How many lines of the data include the string "client"? State the number and nothing else.
THE DATA Block Start
//! nowcast-source-spotify: Spotify Web API IO boundary.
//! Now-playing probe, cover download, and the search-then-play path
//! used by listen-along resolution. Auth is a refresh-token grant;
//! the token is provisioned out of band.

pub mod client;
pub mod error;
pub mod matching;
pub mod models;
pub mod source;

pub use client::{LATENCY_OFFSET_MS, SpotifyClient};
pub use error::SpotifyError;
pub use matching::TitleNormalizer;
pub use source::SpotifySource;
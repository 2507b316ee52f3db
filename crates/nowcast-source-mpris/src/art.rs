//! Cover-art resolution: MPRIS hands out an `artUrl` that is either a
//! local `file://` path or an `http(s)` URL; both are resolved to raw
//! bytes here. The last resolution is memoized per URL so an unchanged
//! track costs no IO on later polls.

use std::time::Duration;

use parking_lot::Mutex;
use url::Url;

use crate::error::MprisError;

const ART_HTTP_TIMEOUT: Duration = Duration::from_secs(5);

#[derive(Default)]
pub struct ArtFetcher {
    client: Mutex<Option<reqwest::blocking::Client>>,
    memo: Mutex<Option<(String, Option<Vec<u8>>)>>,
}

impl ArtFetcher {
    pub fn new() -> Self {
        Self::default()
    }

    /// Resolve an artUrl to bytes. Unsupported schemes resolve to
    /// `None`; transport and filesystem faults are surfaced so the
    /// caller can decide to proceed without artwork.
    pub fn fetch(&self, art_url: &str) -> Result<Option<Vec<u8>>, MprisError> {
        if let Some((key, bytes)) = self.memo.lock().as_ref() {
            if key == art_url {
                return Ok(bytes.clone());
            }
        }

        let url = Url::parse(art_url)
            .map_err(|e| MprisError::Parse(format!("bad artUrl {art_url}: {e}")))?;
        let bytes = match url.scheme() {
            "file" => {
                let path = url
                    .to_file_path()
                    .map_err(|_| MprisError::Parse(format!("artUrl is not a local path: {art_url}")))?;
                Some(std::fs::read(path)?)
            }
            "http" | "https" => {
                let body = self
                    .client()?
                    .get(url)
                    .send()?
                    .error_for_status()?
                    .bytes()?;
                Some(body.to_vec())
            }
            _ => None,
        };

        *self.memo.lock() = Some((art_url.to_string(), bytes.clone()));
        Ok(bytes)
    }

    fn client(&self) -> Result<reqwest::blocking::Client, MprisError> {
        let mut slot = self.client.lock();
        if let Some(client) = slot.as_ref() {
            return Ok(client.clone());
        }
        let client = reqwest::blocking::Client::builder()
            .timeout(ART_HTTP_TIMEOUT)
            .build()?;
        *slot = Some(client.clone());
        Ok(client)
    }
}

#[cfg(test)]
mod tests {
    use super::*;

    #[test]
    fn file_url_resolves_to_bytes() {
        let dir = tempfile::tempdir().expect("tempdir");
        let path = dir.path().join("cover.jpg");
        std::fs::write(&path, b"jpeg bytes").expect("write");

        let url = Url::from_file_path(&path).expect("file url");
        let fetcher = ArtFetcher::new();
        let bytes = fetcher.fetch(url.as_str()).expect("fetch").expect("bytes");
        assert_eq!(bytes, b"jpeg bytes");
    }

    #[test]
    fn repeated_fetch_is_memoized() {
        let dir = tempfile::tempdir().expect("tempdir");
        let path = dir.path().join("cover.jpg");
        std::fs::write(&path, b"jpeg bytes").expect("write");
        let url = Url::from_file_path(&path).expect("file url");

        let fetcher = ArtFetcher::new();
        fetcher.fetch(url.as_str()).expect("first fetch");

        // The file is gone, but the memo still answers for this URL.
        std::fs::remove_file(&path).expect("remove");
        let bytes = fetcher.fetch(url.as_str()).expect("memoized").expect("bytes");
        assert_eq!(bytes, b"jpeg bytes");
    }

    #[test]
    fn new_url_invalidates_memo() {
        let dir = tempfile::tempdir().expect("tempdir");
        let first = dir.path().join("a.jpg");
        let second = dir.path().join("b.jpg");
        std::fs::write(&first, b"aaa").expect("write");
        std::fs::write(&second, b"bbb").expect("write");

        let fetcher = ArtFetcher::new();
        let url_a = Url::from_file_path(&first).expect("url");
        let url_b = Url::from_file_path(&second).expect("url");
        assert_eq!(fetcher.fetch(url_a.as_str()).expect("a"), Some(b"aaa".to_vec()));
        assert_eq!(fetcher.fetch(url_b.as_str()).expect("b"), Some(b"bbb".to_vec()));
    }

    #[test]
    fn unsupported_scheme_is_none() {
        let fetcher = ArtFetcher::new();
        let bytes = fetcher.fetch("data:image/png;base64,AAAA").expect("fetch");
        assert_eq!(bytes, None);
    }

    #[test]
    fn missing_file_is_io_error() {
        let fetcher = ArtFetcher::new();
        let result = fetcher.fetch("file:///nonexistent/nowcast-test-cover.jpg");
        assert!(matches!(result, Err(MprisError::Io(_))));
    }

    #[test]
    fn garbage_url_is_parse_error() {
        let fetcher = ArtFetcher::new();
        assert!(matches!(
            fetcher.fetch("not a url"),
            Err(MprisError::Parse(_))
        ));
    }
}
THE DATA Block End
### EXERCISE OUTPUT
11